Fitting trees to $\ell_1$-hyperbolic distances
- URL: http://arxiv.org/abs/2409.01010v1
- Date: Mon, 2 Sep 2024 07:38:32 GMT
- Title: Fitting trees to $\ell_1$-hyperbolic distances
- Authors: Joon-Hyeok Yim, Anna C. Gilbert,
- Abstract summary: Building trees to represent or to fit distances is a critical component of phylogenetic analysis.
We study the tree fitting problem as finding the relation between the hyperbolicity (ultrametricity) vector and the error of tree (ultrametric) embedding.

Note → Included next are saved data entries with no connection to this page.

//! Reject-and-fall-back behavior of the rejectable reader: candidate
//! ordering, cascading rejection, and the degraded meaning of `Reject`
//! elsewhere.

use sylex::lexer::action;
use sylex::{ActionDecision, Grammar, TextSize};

fn reject_action() -> sylex::Action {
    action::wrap(|_, _| ActionDecision::Reject)
}

#[test]
fn test_reject_falls_back_to_shorter_match() {
    let mut grammar = Grammar::new();
    grammar
        .define_symbol(Some("abc"), "abc", Some(reject_action()), None)
        .unwrap();
    grammar.define_symbol(Some("ab"), "ab", None, None).unwrap();
    grammar.define_symbol(Some("a"), "a", None, None).unwrap();

    let mut reader = grammar.rejectable_reader("abc").unwrap();
    let token = reader.read_token().unwrap();
    assert_eq!(token.id.as_deref(), Some("ab"));
    assert_eq!(token.text, "ab");
    assert_eq!(reader.position(), TextSize::new(2));
}

#[test]
fn test_reject_falls_back_to_same_length_lower_priority() {
    let mut grammar = Grammar::new();
    grammar
        .define_symbol(Some("first"), "ab", Some(reject_action()), None)
        .unwrap();
    grammar.define_symbol(Some("second"), "[a-b]{2}", None, None).unwrap();

    let mut reader = grammar.rejectable_reader("ab").unwrap();
    let token = reader.read_token().unwrap();
    // Same stream position, next priority.
    assert_eq!(token.id.as_deref(), Some("second"));
    assert_eq!(token.text, "ab");
}

#[test]
fn test_reject_cascade_exhausts_to_no_match() {
    let mut grammar = Grammar::new();
    grammar
        .define_symbol(Some("a"), "a+", Some(reject_action()), None)
        .unwrap();

    let mut reader = grammar.rejectable_reader("aaa").unwrap();
    let failure = reader.read_token().unwrap_err();
    assert_eq!(failure.at, TextSize::new(0));
    assert_eq!(reader.position(), TextSize::new(0));
}

#[test]
fn test_reject_retries_shorter_match_of_same_symbol() {
    use std::sync::Arc;
    use std::sync::atomic::{AtomicU32, Ordering};

    // Reject exactly once: the fallback is the same symbol's next-shorter
    // match from the same scan.
    let calls = Arc::new(AtomicU32::new(0));
    let calls_in_action = Arc::clone(&calls);

    let mut grammar = Grammar::new();
    grammar
        .define_symbol(
            Some("run"),
            "a+",
            Some(action::wrap(move |_, _| {
                if calls_in_action.fetch_add(1, Ordering::SeqCst) == 0 {
                    ActionDecision::Reject
                } else {
                    ActionDecision::Emit
                }
            })),
            None,
        )
        .unwrap();

    let mut reader = grammar.rejectable_reader("aaa").unwrap();
    let token = reader.read_token().unwrap();
    assert_eq!(token.text, "aa");
    assert_eq!(calls.load(Ordering::SeqCst), 2);
}

#[test]
fn test_rejecting_action_context_switch_is_discarded() {
    let mut grammar = Grammar::new();
    grammar.define_context("OTHER").unwrap();
    grammar
        .define_symbol(
            Some("sneaky"),
            "ab",
            Some(action::wrap(|_, control| {
                control.begin("OTHER");
                ActionDecision::Reject
            })),
            None,
        )
        .unwrap();
    grammar.define_symbol(Some("a"), "a", None, None).unwrap();

    let mut reader = grammar.rejectable_reader("ab").unwrap();
    let token = reader.read_token().unwrap();
    assert_eq!(token.id.as_deref(), Some("a"));
    // The rejected action's switch request did not stick.
    assert_eq!(reader.context(), sylex::ContextId::INITIAL);
}

#[test]
fn test_without_rejection_behaves_like_longest_match() {
    let mut grammar = Grammar::new();
    grammar.define_symbol(Some("short"), "a", None, None).unwrap();
    grammar.define_symbol(Some("long"), "a+", None, None).unwrap();

    let mut reader = grammar.rejectable_reader("aaa").unwrap();
    let token = reader.read_token().unwrap();
    assert_eq!(token.id.as_deref(), Some("long"));
    assert_eq!(token.text, "aaa");
}

#[test]
fn test_reject_in_plain_reader_degrades_to_skip() {
    let mut grammar = Grammar::new();
    grammar
        .define_symbol(Some("noise"), "x+", Some(reject_action()), None)
        .unwrap();
    grammar.define_symbol(Some("word"), "[a-w]+", None, None).unwrap();

    let mut reader = grammar.reader("xxab").unwrap();
    let token = reader.read_token().unwrap();
    assert_eq!(token.id.as_deref(), Some("word"));
    assert_eq!(token.text, "ab");
}

#[test]
fn test_rejectable_with_trailing_context() {
    let mut grammar = Grammar::new();
    grammar
        .define_symbol(Some("guarded"), "a+/b", Some(reject_action()), None)
        .unwrap();
    grammar.define_symbol(Some("run"), "a+", None, None).unwrap();

    let mut reader = grammar.rejectable_reader("aaab").unwrap();
    let token = reader.read_token().unwrap();
    // The guarded symbol rejected; the plain run of 'a's is next.
    assert_eq!(token.id.as_deref(), Some("run"));
    assert_eq!(token.text, "aaa");
    assert_eq!(reader.position(), TextSize::new(3));
}
//! # Grammar Module
//!
//! The symbol and context definition model: a mutable [`Grammar`] builder
//! that accumulates terminal symbols, named sub-patterns and lexer contexts
//! (start conditions), and compiles them on demand into an immutable
//! [`crate::LexerRule`].
//!
//! Symbols are prioritized by definition order: when two symbols match the
//! same length at the same position, the earlier definition wins. Context
//! membership defaults to a snapshot of the inclusive contexts existing at
//! definition time.

mod builder;
mod context;
mod symbol;

pub use builder::{END_OF_FILE, Grammar, INITIAL, PatternSource};
pub use context::{ContextId, ContextKind, LexerContext};
pub use symbol::{SymbolId, TerminalSymbol};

- Score: 4.220336689294244
- License: http://arxiv.org/licenses/nonexclusive-distrib/1.0/
- Abstract: Building trees to represent or to fit distances is a critical component of phylogenetic analysis, metric embeddings, approximation algorithms, geometric graph neural nets, and the analysis of hierarchical data. Much of the previous algorithmic work, however, has focused on generic metric spaces (i.e., those with no a priori constraints). Leveraging several ideas from the mathematical analysis of hyperbolic geometry and geometric group theory, we study the tree fitting problem as finding the relation between the hyperbolicity (ultrametricity) vector and the error of tree (ultrametric) embedding. That is, we define a vector of hyperbolicity (ultrametric) values over all triples of points and compare the $\ell_p$ norms of this vector with the $\ell_q$ norm of the distortion of the best tree fit to the distances. This formulation allows us to define the average hyperbolicity (ultrametricity) in terms of a normalized $\ell_1$ norm of the hyperbolicity vector. Furthermore, we can interpret the classical tree fitting result of Gromov as a $p = q = \infty$ result. We present an algorithm HCCRootedTreeFit such that the $\ell_1$ error of the output embedding is analytically bounded in terms of the $\ell_1$ norm of the hyperbolicity vector (i.e., $p = q = 1$) and that this result is tight. Furthermore, this algorithm has significantly different theoretical and empirical performance as compared to Gromov's result and related algorithms. Finally, we show using HCCRootedTreeFit and related tree fitting algorithms, that supposedly standard data sets for hierarchical data analysis and geometric graph neural networks have radically different tree fits than those of synthetic, truly tree-like data sets, suggesting that a much more refined analysis of these standard data sets is called for.